S’ensuit-il qu’il ait jamais appartenu à la reine ? Non, évidemment, et j’avoue qu’il faut une foi robuste pour attribuer, sans preuve aucune, au mobilier de la couronne une harpe trouvée, en 1878, dans un grenier de l’hôtel de ville de Nancy. Mais personne, à l’époque, ne se demanda comment elle aurait pu venir s’échouer si loin. G. Chouquet l’inscrivit sur son catalogue comme une des deux harpes exécutées par Naderman père, en 1780, pour Marie-Antoinette.

Vous entendez bien ? Une des deux harpes ! Mais où est l’autre ? Cherchez l’instrument royal. Et, comme au jeu des questions, chacun s’efforce de retrouver la seconde. Le Kensington Museum la revendique, le Conservatoire de Bruxelles s’en fait gloire, le National Museum de Prague ne doute pas de la sienne.
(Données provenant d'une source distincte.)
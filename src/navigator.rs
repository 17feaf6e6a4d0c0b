use core::fmt;
use std::str::FromStr;

use grid_util::point::Point;
use itertools::Itertools;
use smallvec::SmallVec;

use crate::error::{ConfigurationError, GridError};
use crate::grid::Grid;
use crate::{DIAGONAL_MULTIPLIER, N_SMALLVEC_SIZE};

/// Neighbouring points paired with the cost of the move.
pub type Neighbors = SmallVec<[(Point, f64); N_SMALLVEC_SIZE]>;

/// Orthogonal offsets in the order N, E, S, W. The y axis grows downward.
const ORTHOGONAL: [(i32, i32); 4] = [(0, -1), (1, 0), (0, 1), (-1, 0)];
/// Diagonal offsets in the order NE, SE, SW, NW.
const DIAGONAL: [(i32, i32); 4] = [(1, -1), (1, 1), (-1, 1), (-1, -1)];

/// Movement pattern of a [Navigator].
#[derive(Clone, Copy, Debug, PartialEq, Eq, Hash)]
#[cfg_attr(feature = "serde", derive(serde::Serialize, serde::Deserialize))]
#[cfg_attr(feature = "serde", serde(rename_all = "lowercase"))]
pub enum NavigatorKind {
    /// Four-directional movement.
    Plus,
    /// Eight-directional movement without corner cutting.
    Asterisk,
}

impl NavigatorKind {
    pub const ALL: &'static [NavigatorKind] = &[NavigatorKind::Plus, NavigatorKind::Asterisk];

    pub fn as_str(self) -> &'static str {
        match self {
            NavigatorKind::Plus => "plus",
            NavigatorKind::Asterisk => "asterisk",
        }
    }
}

impl FromStr for NavigatorKind {
    type Err = ConfigurationError;

    fn from_str(s: &str) -> Result<Self, Self::Err> {
        let key = s.to_ascii_lowercase();
        NavigatorKind::ALL
            .iter()
            .copied()
            .find(|kind| kind.as_str() == key)
            .ok_or_else(|| ConfigurationError::UnknownNavigator(s.to_owned()))
    }
}

impl fmt::Display for NavigatorKind {
    fn fmt(&self, f: &mut fmt::Formatter) -> fmt::Result {
        f.write_str(self.as_str())
    }
}

/// Neighbour and step cost model over a borrowed [Grid]. Every neighbour it hands out is in
/// bounds and open, and the asterisk pattern never moves diagonally between two solid
/// orthogonal tiles.
#[derive(Clone, Copy, Debug)]
pub struct Navigator<'g> {
    grid: &'g Grid,
    kind: NavigatorKind,
}

impl<'g> Navigator<'g> {
    pub fn new(grid: &'g Grid, kind: NavigatorKind) -> Navigator<'g> {
        Navigator { grid, kind }
    }
    pub fn kind(&self) -> NavigatorKind {
        self.kind
    }
    pub fn grid(&self) -> &'g Grid {
        self.grid
    }

    fn offset(point: Point, (dx, dy): (i32, i32)) -> Point {
        Point::new(point.x + dx, point.y + dy)
    }

    fn solid_or_outside(&self, point: Point) -> bool {
        !self.grid.is_walkable(point)
    }

    /// Legal moves out of an in-bounds point, paired with the move's cost multiplier.
    fn moves(&self, point: Point) -> SmallVec<[(Point, f64); N_SMALLVEC_SIZE]> {
        let mut moves: SmallVec<[(Point, f64); N_SMALLVEC_SIZE]> = ORTHOGONAL
            .iter()
            .map(|&delta| Self::offset(point, delta))
            .filter(|&p| self.grid.is_walkable(p))
            .map(|p| (p, 1.0))
            .collect();
        if self.kind == NavigatorKind::Asterisk {
            for &(dx, dy) in DIAGONAL.iter() {
                let p = Self::offset(point, (dx, dy));
                if !self.grid.is_walkable(p) {
                    continue;
                }
                // Corner cutting: both flanking orthogonal tiles are blocked
                if self.solid_or_outside(Self::offset(point, (dx, 0)))
                    && self.solid_or_outside(Self::offset(point, (0, dy)))
                {
                    continue;
                }
                moves.push((p, DIAGONAL_MULTIPLIER));
            }
        }
        moves
    }

    /// Neighbours of an in-bounds point, where the cost is that of entering the neighbour.
    pub(crate) fn successors(&self, point: Point) -> Neighbors {
        self.moves(point)
            .into_iter()
            .map(|(p, multiplier)| (p, self.tile_cost(p) * multiplier))
            .collect()
    }

    /// Points from which the given point can be entered, paired with the cost of that move,
    /// i.e. the edges of [successors](Self::successors) reversed.
    pub(crate) fn predecessors(&self, point: Point) -> Neighbors {
        let cost = self.tile_cost(point);
        self.moves(point)
            .into_iter()
            .map(|(p, multiplier)| (p, cost * multiplier))
            .collect()
    }

    fn tile_cost(&self, point: Point) -> f64 {
        self.grid
            .get_tile(point)
            .map(|tile| tile.cost)
            .unwrap_or(f64::INFINITY)
    }

    /// Returns the open neighbours of a point and the cost of moving to each of them.
    pub fn neighbors(&self, point: Point) -> Result<Neighbors, GridError> {
        self.grid.get_tile(point)?;
        Ok(self.successors(point))
    }

    /// Cost of a single move, [None] if the move is not one this navigator allows.
    pub fn step_cost(&self, from: Point, to: Point) -> Option<f64> {
        if !self.grid.in_bounds(from) {
            return None;
        }
        self.successors(from)
            .into_iter()
            .find(|(p, _)| *p == to)
            .map(|(_, c)| c)
    }

    /// Sums the step costs along a path, [None] if any step is not a legal move.
    pub fn path_cost(&self, path: &[Point]) -> Option<f64> {
        path.iter()
            .tuple_windows()
            .map(|(a, b)| self.step_cost(*a, *b))
            .sum()
    }
}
On demande les papiers authentiques.

Après tout, la véritable est peut-être chez un mélomane américain. Il l’aurait achetée à Paris après une restauration sérieuse de la dorure et de la peinture et une incrustation de cailloux du Rhin achetés au Palais-Royal. En attendant, un amateur de province en découvre une nouvelle dans le grenier de son château, un peintre en exhibe une autre à Bruxelles, et M. de Bricqueville se demande mélancoliquement s’il n’en existe pas une vingtaine en Amérique. La conclusion serait-elle dans les mémoires si précis de Mine Campan ?

Marie-Antoinette, dit-elle, ne jouait que d’un piano forte. Celui-là, on le connaît. La maison Erard, qui l’avait construit à la demande de la reine, en serait devenue propriétaire ». (À suivre)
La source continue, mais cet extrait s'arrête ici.